Risposta internazionale
Il giornale The New York Times ha pubblicato a fine 2019 documenti segreti del Partito comunista cinese contenenti piani interni per la repressione degli uiguri.
Nel marzo 2021 Stati Uniti, UE, Regno Unito e Canada hanno imposto sanzioni alla Cina per diritti umani sulla questione uigura. Gli USA hanno qualificato ufficialmente come “genocidio” la situazione degli uiguri.
Un rapporto dell’Amnesty International (giugno 2021) descrive che gli uiguri, i kazaki e altre minoranze musulmane subiscono internamento di massa, tortura e persecuzione che si configurano come crimini contro l’umanità.

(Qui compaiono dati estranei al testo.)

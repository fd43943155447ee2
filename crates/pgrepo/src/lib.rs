//! # pgrepo
//!
//! A typed PostgreSQL repository base.
//!
//! ## Features
//!
//! - **Pre-built CRUD templates**: SELECT/INSERT/DELETE/UPDATE derived once per entity
//! - **Named parameters**: statements use `@Name` placeholders bound from a [`Request`]
//! - **Explicit parameter types**: every value carries a [`DbType`] tag; NULLs are typed too
//! - **Compile-time entity descriptors**: `#[derive(Entity)]` lists columns and primary keys
//! - **Async and blocking**: every execute/query operation has a `blocking_*` twin
//!
//! ## Example
//!
//! ```ignore
//! use pgrepo::{Entity, Repository, Request};
//!
//! #[derive(Entity)]
//! struct User {
//!     #[orm(id)]
//!     id: uuid::Uuid,
//!     name: String,
//!     age: i32,
//! }
//!
//! let repo = Repository::<User>::new(&client, "public", "users")?;
//! assert_eq!(repo.select_sql(), r#"SELECT "Id", "Name", "Age" FROM public."Users""#);
//!
//! let user = repo
//!     .query_single(
//!         &repo.select_where(&[("id".into(), user_id.into())])?,
//!         &Request::new().with("id", user_id),
//!     )
//!     .await?;
//! ```

pub mod blocking;
pub mod client;
pub mod config;
pub mod entity;
pub mod error;
pub mod ident;
pub mod named;
pub mod param;
pub mod repository;
pub mod row;
pub mod statement;
pub mod value;

pub use client::GenericClient;
pub use config::RepositoryConfig;
pub use entity::{Column, Entity};
pub use error::{RepoError, RepoResult};
pub use named::NamedSql;
pub use param::{BoundParam, BoundParams, Request, create_parameters};
pub use repository::Repository;
pub use row::{FromRow, RowExt};
pub use statement::{Templates, build_where_clause};
pub use value::{DbType, DbValue, ToDbValue};

#[cfg(feature = "derive")]
pub use pgrepo_derive::Entity;

// Re-exported for use by derive macros
#[doc(hidden)]
pub use tokio_postgres;
//! Closed parameter value model.
//!
//! A bound parameter is always one of a fixed set of scalar shapes, each with
//! an explicit [`DbType`] tag. NULL carries its own tag so the driver never has
//! to guess a parameter type.

use bytes::BytesMut;
use chrono::{DateTime, NaiveDateTime, Utc};
use rust_decimal::Decimal;
use std::error::Error;
use tokio_postgres::types::{IsNull, ToSql, Type};
use uuid::Uuid;

/// Coarse database type tag of a bound parameter.
#[derive(Debug, Clone, Copy, PartialEq, Eq, Hash)]
pub enum DbType {
    Guid,
    Int32,
    Decimal,
    Boolean,
    DateTime,
    /// An instant in UTC, bound as `timestamptz`.
    DateTimeUtc,
    String,
}

impl DbType {
    /// The PostgreSQL type the parameter is declared with when the statement is prepared.
    pub fn pg_type(self) -> Type {
        match self {
            DbType::Guid => Type::UUID,
            DbType::Int32 => Type::INT4,
            DbType::Decimal => Type::NUMERIC,
            DbType::Boolean => Type::BOOL,
            DbType::DateTime => Type::TIMESTAMP,
            DbType::DateTimeUtc => Type::TIMESTAMPTZ,
            DbType::String => Type::TEXT,
        }
    }
}

/// A parameter value.
#[derive(Debug, Clone, PartialEq)]
pub enum DbValue {
    Guid(Uuid),
    Integer(i32),
    Decimal(Decimal),
    Boolean(bool),
    Timestamp(NaiveDateTime),
    TimestampUtc(DateTime<Utc>),
    Text(String),
    /// SQL NULL of the given type.
    Null(DbType),
}

impl DbValue {
    /// The type tag this value binds with.
    pub fn db_type(&self) -> DbType {
        match self {
            DbValue::Guid(_) => DbType::Guid,
            DbValue::Integer(_) => DbType::Int32,
            DbValue::Decimal(_) => DbType::Decimal,
            DbValue::Boolean(_) => DbType::Boolean,
            DbValue::Timestamp(_) => DbType::DateTime,
            DbValue::TimestampUtc(_) => DbType::DateTimeUtc,
            DbValue::Text(_) => DbType::String,
            DbValue::Null(ty) => *ty,
        }
    }

    pub fn is_null(&self) -> bool {
        matches!(self, DbValue::Null(_))
    }
}

impl ToSql for DbValue {
    fn to_sql(
        &self,
        ty: &Type,
        out: &mut BytesMut,
    ) -> Result<IsNull, Box<dyn Error + Sync + Send>> {
        match self {
            DbValue::Guid(v) => v.to_sql(ty, out),
            DbValue::Integer(v) => v.to_sql(ty, out),
            DbValue::Decimal(v) => v.to_sql(ty, out),
            DbValue::Boolean(v) => v.to_sql(ty, out),
            DbValue::Timestamp(v) => v.to_sql(ty, out),
            DbValue::TimestampUtc(v) => v.to_sql(ty, out),
            DbValue::Text(v) => v.to_sql(ty, out),
            DbValue::Null(_) => Ok(IsNull::Yes),
        }
    }

    fn accepts(ty: &Type) -> bool {
        <Uuid as ToSql>::accepts(ty)
            || <i32 as ToSql>::accepts(ty)
            || <Decimal as ToSql>::accepts(ty)
            || <bool as ToSql>::accepts(ty)
            || <NaiveDateTime as ToSql>::accepts(ty)
            || <DateTime<Utc> as ToSql>::accepts(ty)
            || <String as ToSql>::accepts(ty)
    }

    tokio_postgres::types::to_sql_checked!();
}

/// Conversion of a Rust field value into a [`DbValue`].
///
/// Implemented for the scalar types the value model supports and for `Option`
/// of them, which maps `None` to a NULL of the inner type.
pub trait ToDbValue {
    /// Type tag used for this type, including when it is NULL.
    const DB_TYPE: DbType;

    fn to_db_value(&self) -> DbValue;
}

impl ToDbValue for Uuid {
    const DB_TYPE: DbType = DbType::Guid;

    fn to_db_value(&self) -> DbValue {
        DbValue::Guid(*self)
    }
}

impl ToDbValue for i32 {
    const DB_TYPE: DbType = DbType::Int32;

    fn to_db_value(&self) -> DbValue {
        DbValue::Integer(*self)
    }
}

impl ToDbValue for Decimal {
    const DB_TYPE: DbType = DbType::Decimal;

    fn to_db_value(&self) -> DbValue {
        DbValue::Decimal(*self)
    }
}

impl ToDbValue for bool {
    const DB_TYPE: DbType = DbType::Boolean;

    fn to_db_value(&self) -> DbValue {
        DbValue::Boolean(*self)
    }
}

impl ToDbValue for NaiveDateTime {
    const DB_TYPE: DbType = DbType::DateTime;

    fn to_db_value(&self) -> DbValue {
        DbValue::Timestamp(*self)
    }
}

impl ToDbValue for DateTime<Utc> {
    const DB_TYPE: DbType = DbType::DateTimeUtc;

    fn to_db_value(&self) -> DbValue {
        DbValue::TimestampUtc(*self)
    }
}

impl ToDbValue for String {
    const DB_TYPE: DbType = DbType::String;

    fn to_db_value(&self) -> DbValue {
        DbValue::Text(self.clone())
    }
}

impl ToDbValue for str {
    const DB_TYPE: DbType = DbType::String;

    fn to_db_value(&self) -> DbValue {
        DbValue::Text(self.to_string())
    }
}

impl<T: ToDbValue + ?Sized> ToDbValue for &T {
    const DB_TYPE: DbType = T::DB_TYPE;

    fn to_db_value(&self) -> DbValue {
        (**self).to_db_value()
    }
}

impl<T: ToDbValue> ToDbValue for Option<T> {
    const DB_TYPE: DbType = T::DB_TYPE;

    fn to_db_value(&self) -> DbValue {
        match self {
            Some(v) => v.to_db_value(),
            None => DbValue::Null(T::DB_TYPE),
        }
    }
}

macro_rules! impl_from_for_db_value {
    ($($ty:ty),* $(,)?) => {
        $(
            impl From<$ty> for DbValue {
                fn from(value: $ty) -> Self {
                    value.to_db_value()
                }
            }
        )*
    };
}

impl_from_for_db_value!(
    Uuid,
    i32,
    Decimal,
    bool,
    NaiveDateTime,
    DateTime<Utc>,
    String,
    &str,
    Option<Uuid>,
    Option<i32>,
    Option<Decimal>,
    Option<bool>,
    Option<NaiveDateTime>,
    Option<DateTime<Utc>>,
    Option<String>,
    Option<&str>,
);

Nel 2022 un rapporto delle Nazioni Unite ha confermato gravi violazioni dei diritti umani nello Xinjiang, ma non ha formalmente ratificato la definizione di “genocidio”.
Significato e implicazioni
L’articolo sottolinea che la sorte degli uiguri rappresenta un caso emblematico di repressione sistematica di una minoranza etnica e religiosa all’interno della strategia statale di assimilazione culturale e controllo territoriale.
Il ricorso a lavoro forzato, detenzioni, controllo demografico, sorveglianza tecnologica e indottrinamento ideologico non si limita ad atti isolati: forma una politica coerente di annientamento dell’identità distintiva uigura.
Sul piano internazionale, la questione pone interrogativi sul modo in cui le potenze rispondono a violazioni massicce dei diritti umani, su come definire fenomeni di sterminio culturale e demografico, e sul rapporto tra diritti umani e interessi geopolitici/strategici.